*Task instructions*. What lines below include the word "websocket"? Copy each one.

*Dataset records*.
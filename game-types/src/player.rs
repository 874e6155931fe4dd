use serde::{Deserialize, Serialize};
use std::fmt;
use ts_rs::TS;
use uuid::Uuid;

/// Client-generated identity that survives transport reconnects.
pub type PlayerId = String;

/// Transport connection handle. Stale once the player disconnects.
#[derive(Debug, Clone, Copy, PartialEq, Eq, Hash, Serialize, Deserialize, TS)]
#[ts(export)]
pub struct ConnectionId(Uuid);

impl ConnectionId {
    pub fn new() -> Self {
        Self(Uuid::new_v4())
    }
}

impl Default for ConnectionId {
    fn default() -> Self {
        Self::new()
    }
}

impl fmt::Display for ConnectionId {
    fn fmt(&self, f: &mut fmt::Formatter<'_>) -> fmt::Result {
        write!(f, "{}", self.0)
    }
}

/// Where a player stands relative to the room's game cycle.
///
/// `Idle` is the only "ready" status: available to start in the lobby,
/// or done looking at results once a game has ended.
#[derive(Debug, Clone, Copy, PartialEq, Eq, Serialize, Deserialize, TS)]
#[serde(rename_all = "SCREAMING_SNAKE_CASE")]
#[ts(export)]
pub enum PlayerStatus {
    Idle,
    InGame,
    AwaitingLobbyReturn,
}

#[derive(Debug, Clone, PartialEq, Serialize, Deserialize, TS)]
#[serde(rename_all = "camelCase")]
#[ts(export)]
pub struct Player {
    pub id: PlayerId,
    pub connection_ref: ConnectionId,
    pub name: String,
    pub is_creator: bool,
    pub score: u32,
    pub is_connected: bool,
    pub status: PlayerStatus,
}

impl Player {
    pub fn new(id: PlayerId, name: String, connection_ref: ConnectionId, is_creator: bool) -> Self {
        Self {
            id,
            connection_ref,
            name,
            is_creator,
            score: 0,
            is_connected: true,
            status: PlayerStatus::Idle,
        }
    }

    pub fn is_ready(&self) -> bool {
        self.status == PlayerStatus::Idle
    }

    /// Bind the player to a fresh transport connection.
    pub fn attach(&mut self, connection_ref: ConnectionId) {
        self.connection_ref = connection_ref;
        self.is_connected = true;
    }
}
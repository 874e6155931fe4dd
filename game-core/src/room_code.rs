use rand::Rng;

pub const ROOM_CODE_LEN: usize = 4;
const ROOM_CODE_ALPHABET: &[u8] = b"0123456789ABCDEFGHIJKLMNOPQRSTUVWXYZ";

/// Attempts the coordinator makes before giving up on finding an unused code.
pub const ROOM_CODE_MAX_ATTEMPTS: usize = 32;

pub fn generate_room_code() -> String {
    generate_room_code_with(&mut rand::thread_rng())
}

pub fn generate_room_code_with<R: Rng + ?Sized>(rng: &mut R) -> String {
    (0..ROOM_CODE_LEN)
        .map(|_| {
            let idx = rng.gen_range(0..ROOM_CODE_ALPHABET.len());
            ROOM_CODE_ALPHABET[idx] as char
        })
        .collect()
}

pub fn is_valid_room_code(code: &str) -> bool {
    code.len() == ROOM_CODE_LEN && code.bytes().all(|b| ROOM_CODE_ALPHABET.contains(&b))
}
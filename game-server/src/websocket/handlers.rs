use std::sync::Arc;
use tracing::{debug, info, warn};

use crate::coordinator::{LeaveOutcome, RoomCoordinator};
use crate::websocket::connection::ConnectionManager;
use crate::websocket::validation;
use game_types::{ClientMessage, ConnectionId, GameError, Language, ServerMessage};

/// Translates inbound events for one connection into coordinator calls and
/// fans the results out.
#[derive(Clone)]
pub struct MessageHandler {
    connection_id: ConnectionId,
    connection_manager: Arc<ConnectionManager>,
    coordinator: Arc<RoomCoordinator>,
}

impl MessageHandler {
    pub fn new(
        connection_id: ConnectionId,
        connection_manager: Arc<ConnectionManager>,
        coordinator: Arc<RoomCoordinator>,
    ) -> Self {
        Self {
            connection_id,
            connection_manager,
            coordinator,
        }
    }

    /// Errors from the game are reported to this connection only; the
    /// returned `Err` means the connection itself is gone.
    pub async fn handle_message(&self, message: ClientMessage) -> Result<(), String> {
        if let Err(reason) = validation::validate(&message) {
            warn!("Rejected message from {}: {}", self.connection_id, reason);
            return self.send_error(reason).await;
        }

        match self.dispatch(message).await {
            Ok(()) => Ok(()),
            Err(e) => {
                debug!("Request from {} failed: {}", self.connection_id, e);
                self.send_error(&e.client_message()).await
            }
        }
    }

    pub async fn handle_disconnect(&self) {
        info!("Handling disconnect for connection {}", self.connection_id);

        if let Some(disconnection) = self.coordinator.disconnect_player(self.connection_id).await {
            self.connection_manager
                .send_to_room(
                    &disconnection.room_id,
                    ServerMessage::RoomUpdate(disconnection.room),
                )
                .await;
        }
    }

    async fn dispatch(&self, message: ClientMessage) -> Result<(), GameError> {
        match message {
            ClientMessage::CreateRoom {
                player_name,
                language,
                player_id,
            } => self.handle_create_room(player_name, language, player_id).await,
            ClientMessage::JoinRoom {
                room_id,
                player_name,
                player_id,
            } => self.handle_join_room(&room_id, player_name, player_id).await,
            ClientMessage::Reconnect { player_id } => self.handle_reconnect(&player_id).await,
            ClientMessage::CheckRoom { room_id } => self.handle_check_room(&room_id).await,
            ClientMessage::KickPlayer {
                room_id,
                player_id,
                target_id,
            } => self.handle_kick_player(&room_id, &player_id, &target_id).await,
            ClientMessage::StartGame { room_id, player_id } => {
                self.handle_start_game(&room_id, &player_id).await
            }
            ClientMessage::SubmitAnswer {
                room_id,
                player_id,
                answer,
            } => self.handle_submit_answer(&room_id, &player_id, answer).await,
            ClientMessage::NextRound { room_id, player_id } => {
                self.handle_next_round(&room_id, &player_id).await
            }
            ClientMessage::LeaveRoom { room_id, player_id } => {
                self.handle_leave_room(&room_id, &player_id).await
            }
            ClientMessage::PlayerReady { room_id, player_id } => {
                self.handle_player_ready(&room_id, &player_id).await
            }
        }
    }

    async fn handle_create_room(
        &self,
        player_name: String,
        language: Language,
        player_id: Option<String>,
    ) -> Result<(), GameError> {
        let created = self
            .coordinator
            .create_room(player_name, self.connection_id, language, player_id)
            .await?;

        self.connection_manager
            .join_room(self.connection_id, &created.room.id)
            .await;
        self.reply(ServerMessage::RoomCreated {
            room: created.room,
            player: created.player,
        })
        .await;
        Ok(())
    }

    async fn handle_join_room(
        &self,
        room_id: &str,
        player_name: String,
        player_id: Option<String>,
    ) -> Result<(), GameError> {
        let joined = self
            .coordinator
            .join_room(room_id, player_name, self.connection_id, player_id)
            .await?;

        self.connection_manager
            .join_room(self.connection_id, &joined.room.id)
            .await;
        self.reply(ServerMessage::RoomJoined {
            room: joined.room.clone(),
            player: joined.player,
        })
        .await;
        self.broadcast(&joined.room.id, ServerMessage::RoomUpdate(joined.room.clone()))
            .await;
        Ok(())
    }

    async fn handle_reconnect(&self, player_id: &str) -> Result<(), GameError> {
        let resumed = self
            .coordinator
            .reconnect_player(player_id, self.connection_id)
            .await?;

        self.connection_manager
            .join_room(self.connection_id, &resumed.room.id)
            .await;
        self.reply(ServerMessage::Reconnected {
            room: resumed.room.clone(),
            player: resumed.player,
        })
        .await;
        self.broadcast(&resumed.room.id, ServerMessage::RoomUpdate(resumed.room.clone()))
            .await;
        Ok(())
    }

    async fn handle_check_room(&self, room_id: &str) -> Result<(), GameError> {
        let exists = self.coordinator.room_exists(room_id).await;
        self.reply(ServerMessage::RoomChecked { exists }).await;
        Ok(())
    }

    async fn handle_kick_player(
        &self,
        room_id: &str,
        requester_id: &str,
        target_id: &str,
    ) -> Result<(), GameError> {
        let kick = self
            .coordinator
            .kick_player(room_id, requester_id, target_id)
            .await?;

        let kicked = ServerMessage::PlayerKicked {
            player_id: kick.kicked_player_id.clone(),
        };
        self.broadcast(room_id, ServerMessage::RoomUpdate(kick.room)).await;
        self.broadcast(room_id, kicked.clone()).await;

        // The kicked socket may already have been detached from the room
        if let Some(connection_ref) = kick.kicked_connection {
            if let Some(connection) = self.connection_manager.get_connection(connection_ref).await {
                if !connection.in_room(room_id) {
                    if let Err(e) = connection.send_message(kicked) {
                        debug!("Kick notice to {} dropped: {}", connection_ref, e);
                    }
                }
                self.connection_manager.leave_room(connection_ref, room_id).await;
            }
        }
        Ok(())
    }

    async fn handle_start_game(&self, room_id: &str, requester_id: &str) -> Result<(), GameError> {
        info!("Starting game for room {} requested by {}", room_id, requester_id);
        let room = self.coordinator.start_game(room_id, requester_id).await?;
        self.broadcast(room_id, ServerMessage::GameStarted(room)).await;
        Ok(())
    }

    async fn handle_submit_answer(
        &self,
        room_id: &str,
        player_id: &str,
        answer: String,
    ) -> Result<(), GameError> {
        let submitted = self
            .coordinator
            .submit_answer(room_id, player_id, answer)
            .await?;
        self.broadcast(room_id, ServerMessage::RoomUpdate(submitted.room))
            .await;

        if submitted.all_answered {
            let result = self.coordinator.calculate_round_results(room_id).await?;
            info!("Round result for room {}: match = {}", room_id, result.is_match);
            self.broadcast(
                room_id,
                ServerMessage::RoundResult {
                    room: result.room,
                    is_match: result.is_match,
                    word: result.word,
                },
            )
            .await;
        }
        Ok(())
    }

    async fn handle_next_round(&self, room_id: &str, requester_id: &str) -> Result<(), GameError> {
        let advance = self.coordinator.advance_round(room_id, requester_id).await?;
        let message = if advance.game_over {
            ServerMessage::GameOver(advance.room)
        } else {
            ServerMessage::NextRound(advance.room)
        };
        self.broadcast(room_id, message).await;
        Ok(())
    }

    async fn handle_leave_room(&self, room_id: &str, player_id: &str) -> Result<(), GameError> {
        let outcome = self.coordinator.leave_room(room_id, player_id).await?;
        self.connection_manager
            .leave_room(self.connection_id, room_id)
            .await;

        match outcome {
            LeaveOutcome::Destroyed => {
                self.broadcast(room_id, ServerMessage::RoomDestroyed).await;
                let closed = self.connection_manager.disconnect_room(room_id).await;
                info!("Room {} destroyed, closed {} connections", room_id, closed);
            }
            LeaveOutcome::Remaining(room) => {
                self.broadcast(room_id, ServerMessage::RoomUpdate(room)).await;
            }
        }
        Ok(())
    }

    async fn handle_player_ready(&self, room_id: &str, player_id: &str) -> Result<(), GameError> {
        self.coordinator.player_ready(room_id, player_id).await?;
        let room = self.coordinator.check_and_switch_to_lobby(room_id).await?;
        self.broadcast(room_id, ServerMessage::RoomUpdate(room)).await;
        Ok(())
    }

    async fn broadcast(&self, room_id: &str, message: ServerMessage) {
        self.connection_manager.send_to_room(room_id, message).await;
    }

    /// Best effort: a vanished caller has nobody left to tell.
    async fn reply(&self, message: ServerMessage) {
        if let Err(e) = self.send_message(message).await {
            debug!("Reply to {} dropped: {}", self.connection_id, e);
        }
    }

    async fn send_message(&self, message: ServerMessage) -> Result<(), String> {
        self.connection_manager
            .send_to_connection(self.connection_id, message)
            .await
    }

    pub async fn send_error(&self, error_message: &str) -> Result<(), String> {
        self.send_message(ServerMessage::Error {
            message: error_message.to_string(),
        })
        .await
    }
}
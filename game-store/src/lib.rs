//! Room snapshot storage shared between coordinator instances.
//!
//! Every [`RoomStore`] call is infallible from the caller's point of view: a
//! backend that cannot reach its medium logs the failure and returns the
//! empty result, so the coordinator can keep serving from its local cache.

pub mod connection;
pub mod disabled;
pub mod error;
pub mod memory;
pub mod redis_pool;
pub mod redis_store;

use async_trait::async_trait;
use std::time::Duration;

use game_types::{Room, RoomId};

pub use connection::{StoreConfig, connect};
pub use disabled::DisabledRoomStore;
pub use error::{StoreError, StoreResult};
pub use memory::MemoryRoomStore;
pub use redis_pool::RedisPool;
pub use redis_store::RedisRoomStore;

/// Default sliding expiry applied on every save.
pub const DEFAULT_ROOM_TTL: Duration = Duration::from_secs(3600);

#[async_trait]
pub trait RoomStore: Send + Sync {
    /// Whether the backing medium is currently worth talking to.
    fn is_available(&self) -> bool;

    async fn put(&self, room_id: &str, room: &Room, ttl: Duration);

    async fn get(&self, room_id: &str) -> Option<Room>;

    async fn delete(&self, room_id: &str);

    /// Point `player_id` at the room it currently belongs to.
    async fn index_player(&self, player_id: &str, room_id: &str, ttl: Duration);

    async fn lookup_player_room(&self, player_id: &str) -> Option<RoomId>;

    async fn list_all(&self) -> Vec<Room>;
}
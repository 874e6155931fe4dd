//! Field checks applied to inbound events before they reach the coordinator.

use game_core::ROOM_CODE_LEN;
use game_types::ClientMessage;

pub const MAX_NAME_LEN: usize = 12;
pub const MAX_ANSWER_LEN: usize = 50;

fn char_len(value: &str) -> usize {
    value.chars().count()
}

fn require(value: &str, message: &'static str) -> Result<(), &'static str> {
    if value.trim().is_empty() {
        Err(message)
    } else {
        Ok(())
    }
}

fn player_name(name: &str) -> Result<(), &'static str> {
    match char_len(name) {
        1..=MAX_NAME_LEN => Ok(()),
        _ => Err("Player name must be between 1 and 12 characters"),
    }
}

fn room_id(room_id: &str) -> Result<(), &'static str> {
    if char_len(room_id) == ROOM_CODE_LEN {
        Ok(())
    } else {
        Err("Room ID must be exactly 4 characters")
    }
}

fn room_action(id: &str, player_id: &str) -> Result<(), &'static str> {
    require(id, "Room ID is required")?;
    room_id(id)?;
    require(player_id, "Player ID is required")
}

/// Returns the message to send back when a field is out of bounds.
pub fn validate(message: &ClientMessage) -> Result<(), &'static str> {
    match message {
        ClientMessage::CreateRoom { player_name: name, .. } => player_name(name),
        ClientMessage::JoinRoom {
            room_id: id,
            player_name: name,
            ..
        } => {
            room_id(id)?;
            player_name(name)
        }
        ClientMessage::Reconnect { player_id } => require(player_id, "Player ID is required"),
        ClientMessage::CheckRoom { .. } => Ok(()),
        ClientMessage::KickPlayer {
            room_id: id,
            player_id,
            target_id,
        } => {
            room_action(id, player_id)?;
            require(target_id, "Target player ID is required")
        }
        ClientMessage::SubmitAnswer {
            room_id: id,
            player_id,
            answer,
        } => {
            room_action(id, player_id)?;
            match char_len(answer) {
                1..=MAX_ANSWER_LEN => Ok(()),
                _ => Err("Answer must be between 1 and 50 characters"),
            }
        }
        ClientMessage::StartGame { room_id: id, player_id }
        | ClientMessage::NextRound { room_id: id, player_id }
        | ClientMessage::LeaveRoom { room_id: id, player_id }
        | ClientMessage::PlayerReady { room_id: id, player_id } => room_action(id, player_id),
    }
}
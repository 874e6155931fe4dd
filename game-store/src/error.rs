/// Failures inside a store backend. These never cross the [`crate::RoomStore`] boundary.
#[derive(Debug, thiserror::Error)]
pub enum StoreError {
    #[error("Failed to create Redis pool: {0}")]
    CreatePool(String),

    #[error("Failed to get connection from pool: {0}")]
    GetConnection(#[from] deadpool_redis::PoolError),

    #[error("Redis command error: {0}")]
    Redis(#[from] redis::RedisError),

    #[error("Serialization error: {0}")]
    Serialization(#[from] serde_json::Error),
}

pub type StoreResult<T> = Result<T, StoreError>;
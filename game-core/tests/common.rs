#![allow(dead_code)]

use game_core::{GameRules, RoomTransitions, WordPool};
use game_types::{ConnectionId, Language, Player, Room};

/// Creates a pool with a known set of English words for predictable testing
pub fn create_test_pool() -> WordPool {
    let words = WordPool::parse_word_list("apple\nbanana\ncherry\nhouse\nmouse\ntrain\nplane\nwater");
    WordPool::builtin().with_list(Language::En, words)
}

pub fn create_test_player(id: &str) -> Player {
    Player::new(id.to_string(), id.to_uppercase(), ConnectionId::new(), false)
}

/// Room in the lobby whose creator is `creator`, followed by the given players
pub fn create_lobby(creator: &str, others: &[&str]) -> Room {
    let mut owner = create_test_player(creator);
    owner.is_creator = true;
    let mut room = Room::new("TEST".to_string(), Language::En, owner, 0);

    for id in others {
        room.join(
            &GameRules::default(),
            id.to_string(),
            id.to_uppercase(),
            ConnectionId::new(),
        )
        .expect("join should succeed");
    }
    room
}

/// Room already in play with the given rules
pub fn create_running_game(rules: &GameRules, creator: &str, others: &[&str]) -> Room {
    let mut room = create_lobby(creator, others);
    room.start_game(rules, creator, &create_test_pool())
        .expect("start should succeed");
    room
}

/// Submit one answer per player and score the round
pub fn play_round(room: &mut Room, answers: &[(&str, &str)]) -> bool {
    for (player_id, answer) in answers {
        room.record_answer(player_id, answer.to_string())
            .expect("answer should be accepted");
    }
    room.score_round().is_match
}
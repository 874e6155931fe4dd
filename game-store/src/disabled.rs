use async_trait::async_trait;
use std::time::Duration;

use game_types::{Room, RoomId};

use crate::RoomStore;

/// Used when no store is configured; the coordinator then runs from its cache alone.
#[derive(Debug, Default, Clone, Copy)]
pub struct DisabledRoomStore;

#[async_trait]
impl RoomStore for DisabledRoomStore {
    fn is_available(&self) -> bool {
        false
    }

    async fn put(&self, _room_id: &str, _room: &Room, _ttl: Duration) {}

    async fn get(&self, _room_id: &str) -> Option<Room> {
        None
    }

    async fn delete(&self, _room_id: &str) {}

    async fn index_player(&self, _player_id: &str, _room_id: &str, _ttl: Duration) {}

    async fn lookup_player_room(&self, _player_id: &str) -> Option<RoomId> {
        None
    }

    async fn list_all(&self) -> Vec<Room> {
        Vec::new()
    }
}
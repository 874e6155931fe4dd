use std::sync::Arc;
use tracing::{info, warn};

use crate::{DisabledRoomStore, RedisPool, RedisRoomStore, RoomStore};

#[derive(Debug, Clone)]
pub struct StoreConfig {
    pub redis_url: Option<String>,
    pub max_connections: usize,
}

impl Default for StoreConfig {
    fn default() -> Self {
        Self {
            redis_url: None,
            max_connections: 16,
        }
    }
}

/// Pick the store backend. An unset URL or an unreachable Redis both fall
/// back to [`DisabledRoomStore`]; startup never fails on the store.
pub async fn connect(config: &StoreConfig) -> Arc<dyn RoomStore> {
    let Some(url) = config.redis_url.as_deref().filter(|u| !u.is_empty()) else {
        info!("REDIS_URL not set, running without a shared room store");
        return Arc::new(DisabledRoomStore);
    };

    let pool = match RedisPool::new(url, config.max_connections) {
        Ok(pool) => pool,
        Err(e) => {
            warn!("Invalid Redis configuration, running without a shared room store: {}", e);
            return Arc::new(DisabledRoomStore);
        }
    };

    let store = RedisRoomStore::new(pool);
    match store.ping().await {
        Ok(()) => {
            info!("Connected to Redis room store");
            Arc::new(store)
        }
        Err(e) => {
            warn!("Redis unreachable, running without a shared room store: {}", e);
            Arc::new(DisabledRoomStore)
        }
    }
}
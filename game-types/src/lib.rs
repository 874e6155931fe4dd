pub mod errors;
pub mod messages;
pub mod player;
pub mod room;

// Re-export all types
pub use errors::*;
pub use messages::*;
pub use player::*;
pub use room::*;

*Answer to the exercise*.
filename game-server/src/websocket/handlers.rs
use crate::websocket::connection::ConnectionManager;
use crate::websocket::validation;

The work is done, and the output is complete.